Only a small amount of heating medium is required, and heating and cooling responses are faster.

[Brief explanation of the drawing]

FIG. 1 is an explanatory diagram of an example of this invention, and FIG. 2 is an explanatory diagram of a conventional example. 1...Mold, 1'...Liquid feeding port, 1''...Liquid drain port,
2...Cooling tower, 3...Liquid pipe, 4...
Solenoid switching valve, 6... Drain pipe, 6'... Branch pipe, 8
... Heater, 9 ... Liquid pump, 10 ... Temperature detector, 11 ... Temperature regulator.

Claims (1)

[Claims] 1. Detecting the temperature of a mold when molding a plastic material,
The valve is switched depending on the temperature, and if the temperature of the mold is higher than the set temperature, the cooling medium is sent from the cooling tower, well or water supply to the liquid pipe, and the cooling medium is passed through a heater that does not generate heat and a liquid sending pump.

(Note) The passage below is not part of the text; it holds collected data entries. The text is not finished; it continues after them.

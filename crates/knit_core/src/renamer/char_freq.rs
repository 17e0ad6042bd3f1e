use knit_ast::{
  ast::*,
  visit::{walk_expr, walk_member_prop, walk_prop_key, Visit},
  Atom,
};

/// How often each ASCII character shows up in text that is printed as is.
#[derive(Debug, Clone)]
pub struct CharFreq([i64; 128]);

impl Default for CharFreq {
  fn default() -> Self {
    Self([0; 128])
  }
}

impl CharFreq {
  pub fn scan(&mut self, text: &str, delta: i64) {
    for byte in text.bytes().filter(u8::is_ascii) {
      self.0[byte as usize] += delta;
    }
  }

  /// `alphabet` reordered by descending frequency. Ties keep their order.
  pub fn sort_by_frequency(&self, alphabet: &str) -> Vec<char> {
    let mut chars = alphabet.chars().collect::<Vec<_>>();
    chars.sort_by_key(|c| std::cmp::Reverse(self.0[*c as usize]));
    chars
  }
}

/// Feeds strings, property names, private names, labels and globals into a [CharFreq]. Names of
/// symbols are left out since the renamer replaces them.
pub(crate) struct CharFreqCollector<'a> {
  pub freq: &'a mut CharFreq,
}

impl<'a> CharFreqCollector<'a> {
  fn name(&mut self, name: &Atom) {
    self.freq.scan(name, 1);
  }
}

impl<'a> Visit for CharFreqCollector<'a> {
  fn visit_ident(&mut self, ident: &Ident) {
    if ident.symbol.is_none() {
      self.name(&ident.name);
    }
  }

  fn visit_expr(&mut self, expr: &Expr) {
    if let Expr::Lit(Lit {
      value: LitValue::Str(value),
      ..
    }) = expr
    {
      self.name(value);
    }
    walk_expr(self, expr);
  }

  fn visit_prop_key(&mut self, key: &PropKey) {
    match key {
      PropKey::Ident(ident) => self.name(&ident.name),
      PropKey::Str(value, _) => self.name(value),
      _ => {}
    }
    walk_prop_key(self, key);
  }

  fn visit_member_prop(&mut self, prop: &MemberProp) {
    if let MemberProp::Ident(ident) = prop {
      self.name(&ident.name);
    }
    walk_member_prop(self, prop);
  }

  fn visit_private_name(&mut self, name: &PrivateName) {
    self.name(&name.name);
  }

  fn visit_label(&mut self, label: &Atom) {
    self.name(label);
  }
}

#[cfg(test)]
mod tests {
  use knit_ast::{Span, SymbolId};

  use super::*;

  #[test]
  fn globals_and_strings_are_counted() {
    let stmt = Stmt::expr(Expr::call(
      Expr::member(Expr::Ident(Ident::unbound("console")), "log"),
      vec![
        Expr::str("zz"),
        Expr::Ident(Ident::new("qqqq", Some(SymbolId::from_usize(0)), Span::DUMMY)),
      ],
    ));
    let mut freq = CharFreq::default();
    CharFreqCollector { freq: &mut freq }.visit_stmt(&stmt);
    let order = freq.sort_by_frequency("cloqz");
    assert_eq!(order, vec!['o', 'l', 'z', 'c', 'q']);
  }
}
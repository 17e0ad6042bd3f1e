use phf::{phf_set, Set};

#[derive(Debug, Clone, PartialEq, Eq)]
enum ExternalPattern {
  Exact(String),
  /// `prefix*`, `*suffix` and `pre*post`
  Wildcard { prefix: String, suffix: String },
}

impl ExternalPattern {
  fn parse(raw: &str) -> Self {
    match raw.split_once('*') {
      Some((prefix, suffix)) => ExternalPattern::Wildcard {
        prefix: prefix.to_string(),
        suffix: suffix.to_string(),
      },
      None => ExternalPattern::Exact(raw.to_string()),
    }
  }

  fn matches(&self, id: &str) -> bool {
    match self {
      ExternalPattern::Exact(exact) => exact == id,
      ExternalPattern::Wildcard { prefix, suffix } => {
        id.len() >= prefix.len() + suffix.len() && id.starts_with(prefix) && id.ends_with(suffix)
      }
    }
  }
}

/// Decides which specifiers and resolved ids stay outside the bundle.
#[derive(Debug, Clone, Default)]
pub struct ExternalMatcher {
  patterns: Vec<ExternalPattern>,
}

impl ExternalMatcher {
  pub fn new(patterns: &[String]) -> Self {
    Self {
      patterns: patterns.iter().map(|p| ExternalPattern::parse(p)).collect(),
    }
  }

  pub fn matches(&self, id: &str) -> bool {
    self.patterns.iter().any(|p| p.matches(id))
  }
}

static NODE_BUILTINS: Set<&'static str> = phf_set! {
  "assert", "async_hooks", "buffer", "child_process", "cluster", "console", "constants", "crypto",
  "dgram", "diagnostics_channel", "dns", "domain", "events", "fs", "http", "http2", "https",
  "inspector", "module", "net", "os", "path", "perf_hooks", "process", "punycode", "querystring",
  "readline", "repl", "stream", "string_decoder", "sys", "timers", "tls", "trace_events", "tty",
  "url", "util", "v8", "vm", "wasi", "worker_threads", "zlib",
};

/// `fs`, `fs/promises` and anything starting with `node:`.
pub fn is_node_builtin(specifier: &str) -> bool {
  if specifier.starts_with("node:") {
    return true;
  }
  let root = specifier.split('/').next().unwrap_or(specifier);
  NODE_BUILTINS.contains(root)
}

#[cfg(test)]
mod tests {
  use super::*;

  #[test]
  fn patterns() {
    let matcher = ExternalMatcher::new(&[
      "react".to_string(),
      "@scope/*".to_string(),
      "*.css".to_string(),
      "lib/*/index".to_string(),
    ]);
    assert!(matcher.matches("react"));
    assert!(!matcher.matches("react-dom"));
    assert!(matcher.matches("@scope/pkg"));
    assert!(matcher.matches("./style.css"));
    assert!(matcher.matches("lib/a/index"));
    assert!(!matcher.matches("lib/index"));
  }

  #[test]
  fn builtins() {
    assert!(is_node_builtin("fs"));
    assert!(is_node_builtin("fs/promises"));
    assert!(is_node_builtin("node:anything"));
    assert!(!is_node_builtin("lodash"));
  }
}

When the temperature of the mold is lower than the set temperature, the pressure of the cooling medium from the cooling tower, well or water supply is applied to the suction side of the heater and the liquid sending pump, and the pressure of the cooling medium from the cooling tower, well or water supply is applied to the suction side of the heater and the liquid sending pump. Preventing the inflow of a new cooling medium, and heating the cooling medium that has already flowed in by the heater installed in the middle of the liquid feeding pipe, and supplying this heating medium to the mold via the liquid feeding pump. A mold temperature control method characterized by keeping the mold temperature within a predetermined range. 2. Connect a liquid feed pipe led from a cooling tower, well, or water supply to the liquid feed port of a mold for molding plastics, and connect a liquid feed pipe led to a cooling tower or drain groove to the liquid drain port of the mold. a heater and a liquid pump are provided in the middle of the liquid pipe, one end of a branch pipe is connected in the middle of the liquid drain pipe, the other end of the branch pipe is led to the heater, An electromagnetic switching valve is provided in the middle of the drain pipe to switch to the downstream side of the drain pipe or the branch pipe side, and the electrical output of the temperature sensor provided in the mold or the feed pipe or the drain pipe is controlled by a temperature controller. A mold temperature control device, characterized in that it is connected to an electromagnetic switching valve and a heater through an electromagnetic switching valve and a heater.